# Moon signal bounce

1. Apr 18, 2013

### Mentallic

I've been reading on how the distance to the moon is calculated by bouncing a laser signal on the retro-reflectors and measuring the time it takes the light to return to Earth, but what I've seen is that the retro-reflectors do a good job of minimizing scattering by returning the signal along the same direction in which it arrived.
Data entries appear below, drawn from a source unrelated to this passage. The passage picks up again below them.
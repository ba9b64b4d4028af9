use dioxus::prelude::*;

use crate::{
    client::{
        component::{ErrorPage, LoadingPage, Markdown, Page, StatusBadge},
        constant::SITE_NAME,
        format::format_timestamp,
        model::error::ApiError,
    },
    model::{feedback::FeedbackDto, profile::ProfileDto},
};

#[cfg(feature = "web")]
use crate::client::api::me::{get_own_feedback, get_own_profile};

/// Own profile and feedback tickets of the logged in user.
///
/// Both are edited through the bot; the dashboard only shows them.
#[component]
pub fn Home() -> Element {
    let mut profile = use_signal(|| None::<Result<Option<ProfileDto>, ApiError>>);
    let mut feedback = use_signal(|| None::<Result<Vec<FeedbackDto>, ApiError>>);

    #[cfg(feature = "web")]
    {
        let profile_future = use_resource(get_own_profile);
        let feedback_future = use_resource(get_own_feedback);

        use_effect(move || {
            if let Some(result) = &*profile_future.read() {
                profile.set(Some(result.clone()));
            }
        });
        use_effect(move || {
            if let Some(result) = &*feedback_future.read() {
                feedback.set(Some(result.clone()));
            }
        });
    }

    let error = match (&*profile.read(), &*feedback.read()) {
        (Some(Err(e)), _) | (_, Some(Err(e))) => Some(e.clone()),
        _ => None,
    };

    rsx! {
        Title { "Home | {SITE_NAME}" }
        if let Some(err) = error {
            ErrorPage { status: err.status, message: err.message }
        } else if let (Some(Ok(own_profile)), Some(Ok(tickets))) = (profile(), feedback()) {
            Page {
                class: "flex flex-col items-center w-full",
                div {
                    class: "w-full max-w-4xl flex flex-col gap-6",
                    ProfileCard { profile: own_profile }
                    TicketList { tickets }
                }
            }
        } else {
            LoadingPage {}
        }
    }
}

#[component]
fn ProfileCard(profile: Option<ProfileDto>) -> Element {
    rsx! {
        div {
            class: "card bg-base-200",
            div {
                class: "card-body",
                h2 { class: "card-title", "Your Profile" }
                if let Some(profile) = profile {
                    p { class: "text-xl font-semibold", "{profile.nickname}" }
                    if let Some(bio) = profile.bio.clone() {
                        Markdown { text: bio, class: "opacity-80" }
                    }
                    if !profile.socials.is_empty() {
                        ul {
                            class: "flex flex-wrap gap-2 mt-2",
                            for social in profile.socials.iter() {
                                li {
                                    key: "{social.id}",
                                    a {
                                        class: "link link-primary",
                                        href: "{social.url}",
                                        target: "_blank",
                                        rel: "noopener noreferrer",
                                        "{social.platform}"
                                    }
                                }
                            }
                        }
                    }
                } else {
                    p {
                        class: "opacity-70",
                        "You have no profile yet. Create one with "
                        code { "/profile edit" }
                        " in Discord."
                    }
                }
            }
        }
    }
}

#[component]
fn TicketList(tickets: Vec<FeedbackDto>) -> Element {
    rsx! {
        div {
            class: "card bg-base-200",
            div {
                class: "card-body",
                h2 { class: "card-title", "Your Feedback" }
                if tickets.is_empty() {
                    p {
                        class: "opacity-70",
                        "No tickets yet. Send one with "
                        code { "/feedback submit" }
                        "."
                    }
                } else {
                    div {
                        class: "overflow-x-auto",
                        table {
                            class: "table table-zebra w-full",
                            thead {
                                tr {
                                    th { "Title" }
                                    th { "Status" }
                                    th { "Filed" }
                                }
                            }
                            tbody {
                                for ticket in tickets.iter() {
                                    tr {
                                        key: "{ticket.id}",
                                        td { "{ticket.title}" }
                                        td { StatusBadge { status: ticket.status } }
                                        td { {format_timestamp(&ticket.created_at)} }
                                    }
                                }
                            }
                        }
                    }
                }
            }
        }
    }
}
Since the light takes approximately 2.5 seconds to reach the moon and back, and since being near the equator of the Earth, the rotational speed is about 1,600km/h on the surface or about 1.2km / 2.5s, so my question is how do the experimenters receive the signal if the retro-reflectors bounce the signal back to where the signal was first emitted which by that point is 1.2km off the mark?

2. Apr 18, 2013

### Mentallic

Actually, it probably has to do with beam divergence.

3. Apr 18, 2013

### Staff: Mentor

Yep. A laser beam spreads to something like a mile or so by the time it reaches the moon if I remember correctly.

4. Apr 18, 2013

### I like Serena

Typical retro-reflectors also give a little divergence.

5. Apr 18, 2013

### Mentallic

And the small portion of reflected light would diverge by the same amount when it hits the Earth again?
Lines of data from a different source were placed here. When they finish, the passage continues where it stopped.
//! User service for dashboard accounts and admin management.

use sea_orm::DatabaseConnection;

use crate::server::{
    data::user::UserRepository,
    error::AppError,
    model::user::{PaginatedUsers, User},
    service::page_count,
};

pub struct UserService<'a> {
    pub db: &'a DatabaseConnection,
}

impl<'a> UserService<'a> {
    pub fn new(db: &'a DatabaseConnection) -> Self {
        Self { db }
    }

    /// Retrieves a user by their Discord ID.
    ///
    /// # Returns
    /// - `Ok(Some(User))` - User found
    /// - `Ok(None)` - User has never logged into the dashboard
    /// - `Err(AppError)` - Database error
    pub async fn get_user(&self, discord_id: u64) -> Result<Option<User>, AppError> {
        UserRepository::new(self.db)
            .find_by_discord_id(discord_id)
            .await
    }

    /// Retrieves all users ordered by name with pagination metadata.
    ///
    /// # Arguments
    /// - `page` - Zero-indexed page number
    /// - `per_page` - Number of users per page
    pub async fn get_all_users(&self, page: u64, per_page: u64) -> Result<PaginatedUsers, AppError> {
        let (users, total) = UserRepository::new(self.db)
            .get_all_paginated(page, per_page)
            .await?;

        Ok(PaginatedUsers {
            users,
            total,
            page,
            per_page,
            total_pages: page_count(total, per_page),
        })
    }

    pub async fn get_all_admins(&self) -> Result<Vec<User>, AppError> {
        UserRepository::new(self.db).get_all_admins().await
    }

    /// Grants admin privileges to an existing user.
    ///
    /// # Returns
    /// - `Ok(())` - Admin status granted (or already held)
    /// - `Err(AppError::NotFound)` - No user with that Discord ID
    /// - `Err(AppError)` - Database error
    pub async fn add_admin(&self, discord_id: u64) -> Result<(), AppError> {
        self.set_admin(discord_id, true).await
    }

    /// Revokes admin privileges from an existing user.
    ///
    /// # Returns
    /// - `Ok(())` - Admin status revoked
    /// - `Err(AppError::NotFound)` - No user with that Discord ID
    /// - `Err(AppError)` - Database error
    pub async fn remove_admin(&self, discord_id: u64) -> Result<(), AppError> {
        self.set_admin(discord_id, false).await
    }

    async fn set_admin(&self, discord_id: u64, is_admin: bool) -> Result<(), AppError> {
        let updated = UserRepository::new(self.db)
            .set_admin(discord_id, is_admin)
            .await?;

        if !updated {
            return Err(AppError::NotFound("User not found".to_string()));
        }

        Ok(())
    }
}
By divergence, I'm talking about how laser lights will expand into a cone shape. Do you mean scattering?

6. Apr 19, 2013

### I like Serena

The reflected light would have a diverging angle that is much smaller.
That is because the part of the cone that actually hits the retro-reflectors has a very small diverging angle.

However, the angle between the mirrors in retro-reflector material is intentionally not exactly 90 degrees.
So the returning beam will have a cone shape again.

7. Apr 19, 2013

### willem2

If the retro-reflectors were that accurate, the signal would actually ahead(to the east) of the laser, because the moon moves at about 1 km/s, so the beam has to be sent to a point 1.25 km ahead of the reflector, and will be reflected to a point 2.5 km ahead of the laser, while the earth has only moved 1.2 km in that time.

8. Apr 19, 2013

### CWatters

This article says..

http://www.fesg.bv.tum.de/91872-bD1lbg-~fesg~forschung~llr.html

The pulses are short enough that a very large number can be sent before any come back.

9. Apr 19, 2013

### A.T.

This is just semi related, but might be interesting to some. In the days before human-made communication satellites, we were using a natural one:

http://en.wikipedia.org/wiki/EME_(communications [Broken])

Last edited by a moderator: May 6, 2017
10. Apr 19, 2013

### sophiecentaur

This is not what they achieve - because, when they receive the echo, they are not in the position that they were when the pulse was emitted. All that is necessary is for the reflector to reflect sufficient light in the direction of where they will be 5 seconds later. The angle that this represents is very small, surely? (1.2km in 380Mm = about one second of arc, I think)

@CWatters: If you send the pulses at a rate that is faster than the transit time, you can get a false distance measurement because you can get the phase of the transmitted and received pulse streams wrong. I do agree that you can eliminate this problem by starting with widely spaced pulses and working up, so you can increase the signal to noise ratio and, hence, the accuracy.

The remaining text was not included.